Items from a dataset
- Opening Delimiter -
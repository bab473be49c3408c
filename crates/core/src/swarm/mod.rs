//! # Swarm Orchestration
//!
//! Coordinates the research pipeline.
//!
//! ## Pipeline Flow
//!
//! ```text
//! Search → Learnings → Opportunity Analysis ─┬→ Proposer → Novelty Checker → Aggregator
//!    ↑                                       │      → Facts Extractor → Questions Extractor → FEEDBACK
//!    └──────── restart (bounded) ────────────┘
//! ```

pub mod coordinator;
pub mod error;
pub mod events;
pub mod pipeline;
pub mod restart;

pub use coordinator::{Coordinator, CoordinatorConfig, RunKind, RunPlan};
pub use error::PipelineError;
pub use events::{SwarmEvent, SwarmEventKind};
pub use pipeline::{PipelineStage, StageId, UnknownStage};
pub use restart::{decide, RestartDecision};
- Closing Delimiter -
# EXERCISE DESCRIPTION
If a line of the entries above holds "error", count it, then report the total alone.

# RESULT
2